The earliest Pentiums were released at the clock speeds of 66 MHz and 60 MHz. Later on 75, 90, 100, 120, 133, 150, 166, 200, and 233 MHz versions gradually became available. 266 and 300 MHz versions were later released for mobile computing. Pentium OverDrive processors were released at speeds of 63 and 83 MHz as an upgrade option for older 486-class computers.
| Code name | P5 | P54 | P54C | P55C | P55C (Tillamook) | ||||||||||||||||
|---|---|---|---|---|---|---|---|---|---|---|---|---|---|---|---|---|---|---|---|---|---|
| Process size (µm) | 0.80 | 0.60 | 0.35 | 0.25 | |||||||||||||||||
| Clock speed (MHz) | 60 | 66 | 75 | 90 | 100 | 120 | 133 | 150 | 166 | 200 | 120* | 133* | 150* | 166 | 200 | 233 | 200 | 233 | 266 | 300 | |
| Voltage | 5.0 | 5.0 | 3.3 | 3.3 | 3.3 | 3.3 | 3.3 | 3.3 | 3.3 | 3.3 | 2.8 | 2.8 | 2.8 | 2.8 | 2.8 | 2.8 | 1.8 | 1.8 | 1.8 | 1.8 | |
| Introduced | March 1993 | Oct. 1994 | March 1994 | March 1995 | June 1995 | Jan. 1996 | June 1996 | Oct. 1996 | June 1997 | Sept. 1997 | Jan. 1998 | Jan. 1999 | |||||||||
The early versions of 60-100 MHz Pentiums had a problem in the floating point unit that, in rare cases, resulted in reduced precision of division operations. This bug, discovered in Lynchburg, Virginia in 1994, became known as the Pentium FDIV bug and caused great embarrassment for Intel, which created an exchange program to replace the faulty processors with corrected ones. The 60 and 66 Mhz 0.8 µm versions of the Pentium processors were also known for their fragility and their (for the time) high levels of heat production - in fact, the Pentium 60 and 66 were often nicknamed "coffee warmers". They were also known as "high voltage Pentiums", due to their 5V operation. The heat problems were removed with the P54, which ran at a much lower voltage (3.3V). P5 Pentiums used Socket 4, while P54 started out on Socket 5 before moving to Socket 7 in later revisions. All desktop Pentiums from P54C onwards used Socket 7. Another bug known as f00f bug was discovered soon, fortunately operating system vendors responded by implementing workarounds that prevented the crash.

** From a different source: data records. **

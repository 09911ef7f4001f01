use std::sync::{Arc, Mutex};

use chrono::{DateTime, Duration, TimeZone, Utc};
use ledgerboard_board::{
    Board, BoardError, BoardState, CardEdit, MilestoneCommand, MilestoneStatus, NewCard,
    NewMilestone, NewProject, ProjectEdit, ProjectStatus,
};
use ledgerboard_chain::{Chain, ManualClock, read_records, write_records};

fn start() -> DateTime<Utc> {
    Utc.with_ymd_and_hms(2024, 6, 1, 8, 0, 0).unwrap()
}

struct Fixture {
    board: Board,
    clock: ManualClock,
    project_id: String,
}

impl Fixture {
    fn new() -> Self {
        let clock = ManualClock::new(start());
        let mut board = Board::with_clock(Arc::new(clock.clone()));
        let project_id = board
            .create_project(
                "alice",
                NewProject {
                    owner_id: "alice".to_string(),
                    title: "Website relaunch".to_string(),
                    ..NewProject::default()
                },
            )
            .unwrap()
            .id
            .clone();
        Self {
            board,
            clock,
            project_id,
        }
    }

    fn tick(&self) {
        self.clock.advance(Duration::seconds(1));
    }

    fn card(&mut self, column: &str, parent: Option<&str>) -> String {
        self.tick();
        self.board
            .create_card(
                "alice",
                NewCard {
                    project_id: self.project_id.clone(),
                    column_id: column.to_string(),
                    title: format!("in {column}"),
                    parent_id: parent.map(str::to_string),
                    ..NewCard::default()
                },
            )
            .unwrap()
            .id
            .clone()
    }

    fn milestone(&mut self) -> String {
        self.tick();
        self.board
            .create_milestone(
                "alice",
                NewMilestone {
                    project_id: self.project_id.clone(),
                    title: "Design handoff".to_string(),
                    amount_cents: 120_000,
                    ..NewMilestone::default()
                },
            )
            .unwrap()
            .id
            .clone()
    }

    fn step(&mut self, id: &str, command: MilestoneCommand) -> Result<MilestoneStatus, BoardError> {
        self.tick();
        self.board
            .transition_milestone("alice", id, command)
            .map(|milestone| milestone.status)
    }
}

fn column_ids(board: &Board, project_id: &str, column: &str) -> Vec<(String, usize)> {
    board
        .cards_in_column(project_id, column)
        .into_iter()
        .map(|card| (card.id.clone(), card.position))
        .collect()
}

fn assert_same_state(left: &BoardState, right: &BoardState) {
    assert_eq!(
        left.projects().iter().collect::<Vec<_>>(),
        right.projects().iter().collect::<Vec<_>>()
    );
    assert_eq!(
        left.cards().iter().collect::<Vec<_>>(),
        right.cards().iter().collect::<Vec<_>>()
    );
    assert_eq!(
        left.milestones().iter().collect::<Vec<_>>(),
        right.milestones().iter().collect::<Vec<_>>()
    );
}

#[test]
fn every_operation_appends_one_record_for_its_subject() {
    let mut fx = Fixture::new();
    let card = fx.card("backlog", None);
    fx.tick();
    fx.board.move_card("alice", &card, "doing").unwrap();
    fx.tick();
    fx.board
        .update_card(
            "bob",
            &card,
            CardEdit {
                assignee_id: Some(Some("bob".to_string())),
                ..CardEdit::default()
            },
        )
        .unwrap();

    let actions: Vec<_> = fx
        .board
        .history(&card)
        .iter()
        .map(|record| (record.action().to_string(), record.author_id().to_string()))
        .collect();
    assert_eq!(
        actions,
        vec![
            ("CREATE_CARD".to_string(), "alice".to_string()),
            ("MOVE_CARD".to_string(), "alice".to_string()),
            ("UPDATE_CARD".to_string(), "bob".to_string()),
        ]
    );

    let current = fx.board.card(&card).unwrap();
    assert_eq!(current.column_id, "doing");
    assert_eq!(current.assignee_id.as_deref(), Some("bob"));
    assert_eq!(fx.board.cards_of_assignee("bob").len(), 1);
    assert!(fx.board.chain().validate().valid);
}

#[test]
fn milestone_walks_the_full_lifecycle() {
    let mut fx = Fixture::new();
    let id = fx.milestone();

    assert_eq!(fx.step(&id, MilestoneCommand::Open).unwrap(), MilestoneStatus::Open);
    let assigned = fx
        .step(
            &id,
            MilestoneCommand::Assign {
                assignee_id: "dev-7".to_string(),
            },
        )
        .unwrap();
    assert_eq!(assigned, MilestoneStatus::Assigned);
    for (command, expected) in [
        (MilestoneCommand::Start, MilestoneStatus::InProgress),
        (MilestoneCommand::Submit, MilestoneStatus::Submitted),
        (MilestoneCommand::Approve, MilestoneStatus::Approved),
        (MilestoneCommand::Complete, MilestoneStatus::Completed),
    ] {
        assert_eq!(fx.step(&id, command).unwrap(), expected);
    }

    assert_eq!(fx.board.history(&id).len(), 7);
    assert_eq!(fx.board.milestones_by_status(MilestoneStatus::Completed).len(), 1);
    assert!(fx.board.milestones_by_status(MilestoneStatus::Draft).is_empty());

    let err = fx.step(&id, MilestoneCommand::Cancel).unwrap_err();
    assert!(matches!(err, BoardError::InvalidTransition { .. }), "{err}");
}

#[test]
fn illegal_transition_leaves_store_and_chain_untouched() {
    let mut fx = Fixture::new();
    let id = fx.milestone();
    fx.step(&id, MilestoneCommand::Open).unwrap();
    let before = fx.board.milestone(&id).unwrap().clone();
    let chain_len = fx.board.chain().len();

    let err = fx.step(&id, MilestoneCommand::Approve).unwrap_err();
    match err {
        BoardError::InvalidTransition { from, action, .. } => {
            assert_eq!(from, "open");
            assert_eq!(action, "approve");
        }
        other => panic!("unexpected error: {other}"),
    }
    assert_eq!(fx.board.milestone(&id).unwrap(), &before);
    assert_eq!(fx.board.chain().len(), chain_len);
    assert_eq!(fx.board.history(&id).len(), 2);
}

#[test]
fn referential_checks_fail_before_any_effect() {
    let mut fx = Fixture::new();
    let parent = fx.card("backlog", None);
    let chain_len = fx.board.chain().len();

    let missing = fx.board.create_card(
        "alice",
        NewCard {
            project_id: "project-404".to_string(),
            column_id: "backlog".to_string(),
            title: "Orphan".to_string(),
            ..NewCard::default()
        },
    );
    assert!(matches!(missing, Err(BoardError::NotFound { kind: "Project", .. })));

    let other_project = fx
        .board
        .create_project(
            "alice",
            NewProject {
                owner_id: "alice".to_string(),
                title: "Side project".to_string(),
                ..NewProject::default()
            },
        )
        .unwrap()
        .id
        .clone();
    let cross = fx.board.create_card(
        "alice",
        NewCard {
            project_id: other_project,
            column_id: "backlog".to_string(),
            title: "Wrong parent".to_string(),
            parent_id: Some(parent.clone()),
            ..NewCard::default()
        },
    );
    assert!(matches!(cross, Err(BoardError::CrossProject { .. })));

    let untitled = fx.board.create_card(
        "alice",
        NewCard {
            project_id: fx.project_id.clone(),
            column_id: "backlog".to_string(),
            ..NewCard::default()
        },
    );
    assert!(matches!(untitled, Err(BoardError::MissingField("title"))));

    // Only the side project was recorded.
    assert_eq!(fx.board.chain().len(), chain_len + 1);
    assert_eq!(fx.board.cards_of_project(&fx.project_id).len(), 1);
}

#[test]
fn same_column_move_is_rejected() {
    let mut fx = Fixture::new();
    let card = fx.card("backlog", None);
    let err = fx.board.move_card("alice", &card, "backlog").unwrap_err();
    assert!(matches!(err, BoardError::InvalidTransition { .. }));
    assert_eq!(fx.board.history(&card).len(), 1);
}

#[test]
fn parent_cards_cannot_be_deleted_before_children() {
    let mut fx = Fixture::new();
    let root = fx.card("backlog", None);
    let child = fx.card("backlog", Some(&root));
    let grandchild = fx.card("backlog", Some(&child));

    let mut subtree: Vec<_> = fx
        .board
        .card_subtree(&root)
        .into_iter()
        .map(|card| card.id.clone())
        .collect();
    subtree.sort();
    assert_eq!(subtree, vec![child.clone(), grandchild.clone()]);

    let err = fx.board.delete_card("alice", &root).unwrap_err();
    assert!(matches!(err, BoardError::HasChildren(id) if id == root));

    fx.tick();
    fx.board.delete_card("alice", &grandchild).unwrap();
    fx.tick();
    fx.board.delete_card("alice", &child).unwrap();
    fx.tick();
    let removed = fx.board.delete_card("alice", &root).unwrap();
    assert_eq!(removed.id, root);
    assert!(fx.board.cards_of_project(&fx.project_id).is_empty());

    // History outlives the entity.
    let last = fx.board.history(&root);
    assert_eq!(last.len(), 2);
    assert_eq!(last[1].action(), "DELETE_CARD");
}

#[test]
fn project_lifecycle_and_archive_freeze() {
    let mut fx = Fixture::new();
    let id = fx.project_id.clone();
    let card = fx.card("backlog", None);

    let err = fx.board.archive_project("alice", &id).unwrap_err();
    assert!(matches!(err, BoardError::InvalidTransition { action: "archive", .. }));

    fx.tick();
    fx.board
        .update_project(
            "alice",
            &id,
            ProjectEdit {
                description: Some("Q3 relaunch".to_string()),
                ..ProjectEdit::default()
            },
        )
        .unwrap();
    fx.tick();
    assert_eq!(
        fx.board.publish_project("alice", &id).unwrap().status,
        ProjectStatus::Published
    );
    assert!(fx.board.publish_project("alice", &id).is_err());
    fx.tick();
    fx.board.archive_project("alice", &id).unwrap();

    assert!(fx.board.move_card("alice", &card, "done").is_err());
    assert!(fx.board.update_project("alice", &id, ProjectEdit::default()).is_err());
    let project = fx.board.project(&id).unwrap();
    assert_eq!(project.title, "Website relaunch");
    assert_eq!(project.description, "Q3 relaunch");
    assert_eq!(fx.board.projects_of_owner("alice").len(), 1);
}

#[test]
fn state_as_of_reproduces_past_positions() {
    let mut fx = Fixture::new();
    let a = fx.card("todo", None);
    let b = fx.card("todo", None);
    let c = fx.card("todo", None);
    let before_move = fx.clock_now();

    fx.tick();
    fx.board.move_card("alice", &a, "done").unwrap();

    let then = fx.board.state_as_of(before_move).unwrap();
    let then_board = Board::from_parts(Chain::new(), then);
    assert_eq!(
        column_ids(&then_board, &fx.project_id, "todo"),
        vec![(a.clone(), 0), (b.clone(), 1), (c.clone(), 2)]
    );
    assert_eq!(
        column_ids(&fx.board, &fx.project_id, "todo"),
        vec![(b.clone(), 0), (c.clone(), 1)]
    );

    let folded = fx.board.card_as_of(&a, before_move).unwrap().unwrap();
    assert_eq!(folded.column_id, "todo");
    let now = fx.board.card_as_of(&a, fx.clock_now()).unwrap().unwrap();
    assert_eq!(now.column_id, "done");
    assert_eq!(
        fx.board.project_as_of(&fx.project_id, start()).unwrap().unwrap().status,
        ProjectStatus::Draft
    );
    assert_eq!(fx.board.milestone_as_of("milestone-1", start()).unwrap(), None);
}

impl Fixture {
    fn clock_now(&self) -> DateTime<Utc> {
        self.board.chain().latest().timestamp()
    }
}

#[test]
fn replaying_the_chain_reproduces_live_state() {
    let mut fx = Fixture::new();
    let root = fx.card("todo", None);
    let child = fx.card("todo", Some(&root));
    fx.card("doing", None);
    fx.tick();
    fx.board.move_card("alice", &child, "doing").unwrap();
    let doomed = fx.card("todo", None);
    fx.tick();
    fx.board.delete_card("alice", &doomed).unwrap();
    let milestone = fx.milestone();
    fx.step(&milestone, MilestoneCommand::Open).unwrap();
    fx.step(&milestone, MilestoneCommand::Cancel).unwrap();

    let replayed = BoardState::replay(fx.board.chain().records()).unwrap();
    assert_same_state(fx.board.state(), &replayed);

    // Through JSONL and back, as the CLI persists it.
    let mut buffer = Vec::new();
    write_records(&mut buffer, fx.board.chain().records()).unwrap();
    let records = read_records(std::str::from_utf8(&buffer).unwrap()).unwrap();
    let chain = Chain::from_records(records, Arc::new(fx.clock.clone())).unwrap();
    assert!(chain.validate().valid);
    let reloaded = Board::from_chain(chain).unwrap();
    assert_same_state(fx.board.state(), reloaded.state());
}

#[test]
fn subscribers_see_each_record_after_it_is_appended() {
    let mut fx = Fixture::new();
    let seen = Arc::new(Mutex::new(Vec::new()));
    let subscription = {
        let seen = Arc::clone(&seen);
        fx.board.subscribe(move |record| {
            seen.lock()
                .unwrap()
                .push((record.sequence_number(), record.action().to_string()));
        })
    };

    let card = fx.card("todo", None);
    assert!(
        fx.board
            .move_card("alice", &card, "todo")
            .is_err()
    );
    fx.tick();
    fx.board.move_card("alice", &card, "done").unwrap();
    assert!(fx.board.unsubscribe(subscription));
    fx.card("todo", None);

    assert_eq!(
        *seen.lock().unwrap(),
        vec![(2, "CREATE_CARD".to_string()), (3, "MOVE_CARD".to_string())]
    );
}

#[test]
fn chain_stats_snapshot() {
    let mut fx = Fixture::new();
    let card = fx.card("todo", None);
    fx.tick();
    fx.board.move_card("bob", &card, "done").unwrap();
    let milestone = fx.milestone();
    fx.step(&milestone, MilestoneCommand::Open).unwrap();

    insta::assert_json_snapshot!(fx.board.chain().stats(), @r###"
    {
      "totalRecords": 6,
      "uniqueSubjects": 4,
      "countsByAction": {
        "CREATE_CARD": 1,
        "CREATE_MILESTONE": 1,
        "CREATE_PROJECT": 1,
        "GENESIS": 1,
        "MOVE_CARD": 1,
        "TRANSITION_MILESTONE": 1
      },
      "countsByAuthor": {
        "alice": 4,
        "bob": 1,
        "system": 1
      },
      "latestTimestamp": "2024-06-01T08:00:04Z"
    }
    "###);
}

The new instructions work on new data types: 64-bit packed vectors of either eight 8-bit integers, four 16-bit integers, two 32-bit integers, or 1 64-bit integer. So, for example, the PADDUSB (Packed ADD Unsigned Saturated Byte) instruction adds two vectors, each containing eight 8-bit unsigned integers together, pairwise; each addition that would overflow saturates, yielding 255, the maximum unsigned value that can be represented in a byte. These rather specialized instructions generally require special coding by the programmer for them to be used. Few progams ever used MMX.
The performance of the P55C was improved over previous versions by a doubling of the Level 1 CPU cache from 16 KiB to 32 KiB.
Pentium P55C notebook CPUs used a "mobile module" that held the CPU. This module was a PCB with the CPU directly attached to it in a special smaller form factor. The module snapped to the notebook motherboard and typically a heat spreader plate was installed and made contact with the module. Such notebooks frequently used the Intel 430MX chipset, a feature-reduced 430FX. However, with Tillamook (named after a city in Oregon), the module also held the 430TX chipset along with the system's 512 KiB SRAM cache memory.
It can be seen from this that brand name is only loosely related to the nature of a CPU's microarchitecture. The Pentium brand is traditionally used for desktop and notebook parts, the Celeron brand is used for "value" parts (typically lower performance and lower price), and the Xeon brand is used for high-performance parts suitable for servers and workstations. The same basic microarchitecture may be used for all brands, but implementations may differ in clock speeds, cache sizes, and package and sockets. Moreover, the same name is used for chips with unrelated microarchitectures.
The Intel Core processor uses the same microarchitecture as the Pentium M processors, but discards the Pentium M name (and also uses Intel's new logo); with the upcoming release of the Intel Core 2 processors in 2006, Intel will retire the Pentium name.